SS, SKSC, JD, HF and MRR performed experiments. SS, SKSC, JD and HF analysed data. AN, RH, EN, DS, JH, and MRR assisted with experiments. SS and MOD designed the project. SS and MOD wrote the manuscript.

Corresponding author

Correspondence to Michael O’Dwyer.

Ethics declarations

Conflict of interest

Subhashis Sarkar: ONK Therapeutics Ltd.: Research funding; Michael O'Dwyer: Abbvie: Membership on advisory committee; Celgene: Membership on advisory committee, and research funding; Bristol Myers Squibb (BMS): Research funding; Glycomimetics: Research funding; ONK Therapeutics Ltd.: Equity Ownership, Membership on Board of Directors, and research funding; Janssen: Membership on advisory committees, and research funding; Michaela R. Reagan: ONK Therapeutics Ltd.: Research funding. A provisional patent application was filed by Subhashis Sarkar and Michael O'Dwyer regarding the CD16 work described in the paper. All other authors declare no conflict of interest.

Ethical approval

All experiments utilizing primary cells from MM patients were conducted in accordance with the ethical standards of the Clinical Research Ethics Committee University Hospital Galway and the 1964 Declaration of Helsinki. The collection of bone marrow samples from MM patients was approved by Clinical Research Ethics Committee University Hospital Galway on June 14, 2017 (Study no. C.A.1519) All experiments utilizing blood samples from healthy donors were conducted in accordance with the ethical standards of the Clinical Research Ethics Committee University Hospital Galway and the 1964 Declaration of Helsinki.

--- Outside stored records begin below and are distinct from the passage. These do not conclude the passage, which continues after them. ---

// Lanes schema - board tables for Diesel ORM

diesel::table! {
    statuses (id) {
        id -> Text,
        title -> Text,
    }
}

diesel::table! {
    contexts (id) {
        id -> Text,
        title -> Text,
        color -> Text,
    }
}

diesel::table! {
    tasks (id) {
        id -> Text,
        title -> Text,
        status -> Text,
        context -> Text,
        tags -> Text,
        color -> Nullable<Text>,
        #[sql_name = "order"]
        sort_order -> Integer,
    }
}

diesel::allow_tables_to_appear_in_same_query!(statuses, contexts, tasks,);
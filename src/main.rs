use anyhow::{bail, Context as _};
use clap::{CommandFactory, Parser, Subcommand};
use clap_complete::{generate, Shell};
use colored::Colorize;

use lanes::board::{column_ids, columns, plan_move, project, resolve_target};
use lanes::model::{parse_tags, ColumnKind, Context, Task, ViewKind};
use lanes::tui::state::hex_to_rgb;
use lanes::{BoardSnapshot, Config, Database, DragEnd, DragSession, Mutation};

#[derive(Parser, Debug)]
#[command(name = "lanes")]
#[command(author, version, about = "A kanban board for your terminal, grouped by status or by context")]
struct Args {
    #[command(subcommand)]
    command: Option<Command>,
}

#[derive(Subcommand, Debug)]
enum Command {
    /// Open the interactive board (default)
    Tui,

    /// Create .lanes/ with a config and a seeded board
    Init,

    /// Print the board
    Board {
        /// Group by "status" or "context"
        #[arg(long)]
        view: Option<ViewKind>,

        /// Emit the raw board as JSON
        #[arg(long)]
        json: bool,
    },

    /// Add a task
    Add {
        title: String,

        /// Status id (defaults to the configured default status)
        #[arg(short, long)]
        status: Option<String>,

        /// Context id (defaults to the configured default context)
        #[arg(short, long)]
        context: Option<String>,

        /// Comma separated tags
        #[arg(short, long)]
        tags: Option<String>,

        /// Card colour, e.g. "#fff0f0"
        #[arg(long)]
        color: Option<String>,
    },

    /// Change fields of a task
    Edit {
        id: String,

        #[arg(long)]
        title: Option<String>,

        #[arg(short, long)]
        status: Option<String>,

        #[arg(short, long)]
        context: Option<String>,

        /// Comma separated tags (replaces existing)
        #[arg(short, long)]
        tags: Option<String>,

        #[arg(long)]
        color: Option<String>,
    },

    /// Delete a task
    Rm { id: String },

    /// Move a task onto another task or into a column
    Move {
        id: String,

        /// Task id or column id to drop onto
        over: String,

        /// View whose columns `over` refers to
        #[arg(long, default_value = "status")]
        view: ViewKind,
    },

    /// Add a context list
    Context {
        title: String,

        /// List colour; random when omitted
        #[arg(long)]
        color: Option<String>,
    },

    /// Rename a status or context column
    Rename {
        id: String,
        title: String,

        #[arg(long)]
        kind: ColumnKind,
    },

    /// Generate shell completion scripts
    Completion {
        /// Shell to generate completions for
        #[arg(value_enum, default_value_t = Shell::Bash)]
        shell: Shell,
    },
}

fn main() {
    let args = Args::parse();

    if let Err(e) = run(args) {
        eprintln!("{} {:#}", "Error:".red().bold(), e);
        std::process::exit(1);
    }
}

fn run(args: Args) -> anyhow::Result<()> {
    // Reported once logging is up
    let (config, config_error) = match Config::load() {
        Ok(config) => (config, None),
        Err(e) => (Config::default(), Some(e)),
    };
    let command = args.command.unwrap_or(Command::Tui);

    match command {
        Command::Init => {
            let cwd = std::env::current_dir().context("could not read current directory")?;
            return lanes::init::init_project(&cwd).map_err(anyhow::Error::msg);
        }
        Command::Completion { shell } => {
            let mut cmd = Args::command();
            generate(shell, &mut cmd, "lanes", &mut std::io::stdout());
            return Ok(());
        }
        _ => {}
    }

    let db_path = Database::db_path();
    let log_dir = db_path
        .parent()
        .filter(|p| !p.as_os_str().is_empty())
        .map(|p| p.to_path_buf())
        .unwrap_or_else(|| std::path::PathBuf::from("."));
    let _guard = lanes::logging::init(&log_dir, &config.log.level)?;
    if let Some(e) = config_error {
        tracing::warn!("{}", e);
        eprintln!("{} {}", "Warning:".yellow().bold(), e);
    }

    let db = Database::open()
        .with_context(|| format!("could not open board at {}", db_path.display()))?;

    match command {
        Command::Tui => lanes::tui::run(db, &config),

        Command::Board { view, json } => {
            let board = db.fetch_all()?;
            if json {
                println!("{}", serde_json::to_string_pretty(&board)?);
            } else {
                print_board(&board, view.unwrap_or(config.board.default_view));
            }
            Ok(())
        }

        Command::Add {
            title,
            status,
            context,
            tags,
            color,
        } => {
            let status = status.unwrap_or(config.board.default_status);
            let context = context.unwrap_or(config.board.default_context);
            let mut task = Task::new(&title, &status, &context);
            if let Some(tags) = tags {
                task.tags = parse_tags(&tags);
            }
            if color.is_some() {
                task.color = color;
            }
            let created = db.create_task(&task)?;
            println!("{} task {} ({})", "Created".green(), created.id.cyan(), created.title);
            Ok(())
        }

        Command::Edit {
            id,
            title,
            status,
            context,
            tags,
            color,
        } => {
            let mut task = db.get_task(&id)?;
            if let Some(title) = title {
                task.title = title;
            }
            if let Some(status) = status {
                task.status = status;
            }
            if let Some(context) = context {
                task.context = context;
            }
            if let Some(tags) = tags {
                task.tags = parse_tags(&tags);
            }
            if color.is_some() {
                task.color = color;
            }
            db.update_task(&task)?;
            println!("{} task {}", "Updated".green(), id.cyan());
            Ok(())
        }

        Command::Rm { id } => {
            db.delete_task(&id)?;
            println!("{} task {}", "Deleted".green(), id.cyan());
            Ok(())
        }

        Command::Move { id, over, view } => {
            let board = db.fetch_all()?;
            let ids = column_ids(view, &board.statuses, &board.contexts);
            let target = resolve_target(&board.tasks, &ids, Some(&over));
            let Some(session) = DragSession::start(&board.tasks, &id) else {
                bail!("no task with id '{}'", id);
            };
            match session.end(&board.tasks, &target, view) {
                DragEnd::Commit(finalized) => {
                    let plan = plan_move(&board.tasks, &finalized);
                    Mutation::Move(plan).apply(&db)?;
                    println!("{} {} onto {}", "Moved".green(), id.cyan(), over.cyan());
                    Ok(())
                }
                DragEnd::Cancel(_) => {
                    bail!("'{}' is not a task or a {} column", over, view)
                }
            }
        }

        Command::Context { title, color } => {
            let mut context = Context::new(&title);
            if let Some(color) = color {
                context.color = color;
            }
            let created = db.create_context(&context)?;
            println!("{} context {} ({})", "Created".green(), created.id.cyan(), created.title);
            Ok(())
        }

        Command::Rename { id, title, kind } => {
            db.update_column_title(&id, &title, kind)?;
            println!("{} {} {} to '{}'", "Renamed".green(), kind, id.cyan(), title);
            Ok(())
        }

        Command::Init | Command::Completion { .. } => Ok(()),
    }
}

/// Print each column with its cards, in board order
fn print_board(board: &BoardSnapshot, view: ViewKind) {
    let cols = columns(view, &board.statuses, &board.contexts);
    for column in project(&board.tasks, view, &cols) {
        let heading = format!("{} ({})", column.column.title, column.tasks.len());
        let heading = match column.column.color.and_then(hex_to_rgb) {
            Some((r, g, b)) => heading.truecolor(r, g, b).bold(),
            None => heading.bold(),
        };
        println!("{}", heading);

        if column.tasks.is_empty() {
            println!("  {}", "(empty)".dimmed());
        }
        for task in column.tasks {
            let badge = match view {
                ViewKind::Status => board
                    .contexts
                    .iter()
                    .find(|c| c.id == task.context)
                    .map(|c| c.title.as_str()),
                ViewKind::Context => board
                    .statuses
                    .iter()
                    .find(|s| s.id == task.status)
                    .map(|s| s.title.as_str()),
            }
            .unwrap_or("?");
            let tags: String = task.tags.iter().map(|t| format!(" #{}", t)).collect();
            println!(
                "  {}  {}  {}{}",
                task.id.dimmed(),
                task.title,
                format!("[{}]", badge).cyan(),
                tags.dimmed()
            );
        }
        println!();
    }
}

The collection of blood samples from healthy volunteers was approved by Clinical Research Ethics Committee University Hospital Galway on August 4, 2017 (Study no. C.A.1805) Animal research experiments to examine in vivo bone marrow homing were performed at the Maine Medical Center Research Institute with approval from the institutional animal care and use committee (IACUC); (Protocol #MR1508), an (Association for assessment and accrediation of laboratory animal care) AAALAC international accredited program. Approval for the experiments in this manuscript was issued by the Maine Medical Center Research Institute (MMCRI) Institutional Animal care and use committee (IACUC) on September 2, 2016.

Informed consent

NK cells were freshly isolated from peripheral blood samples of anonymous volunteer healthy donors at the University Hospital Galway, Ireland. Oral informed consent was obtained from all blood donors to the use of their blood for scientific purposes. Bone Marrow samples were provided by the Haematology Unit of University Hospital Galway, Galway from MM patients who had provided written consent for remaining samples to be used for immunology related research.

Animal source

Female NOD.Cg-Prkdcscid Il2rgtm1Wjl/SzJ mice (Stock# 005557) were purchased at 4-weeks of age from Jackson Laboratory (Bar Harbor, ME) and acclimated at the Maine Medical Center Research Institute animal facility for at least two weeks prior being randomly assigned to each group for experiments.

Cell line authentication

KHYG1 was a kind gift from Dr. Armand Keating, University of Toronto (Canada) and the cell line was authenticated by STR profiling on 06/06/2017. MM1S, RPMI-8226, JJN3, H929, and U266, were obtained from American Type Culture Collection (ATCC) (Manassas, VA, USA). NK-92 was purchased from Deutsche Sammlung von Mikcroorganismen and Zellkulturen  (DSMZ) (Braunschweig, Germany) The cell lines were initially grown and cryopreserved into multiple aliquots of master cell bank (MCB). All the experiments were performed with cells at low passage numbers (≤ 10). Mycoplasma was routinely tested.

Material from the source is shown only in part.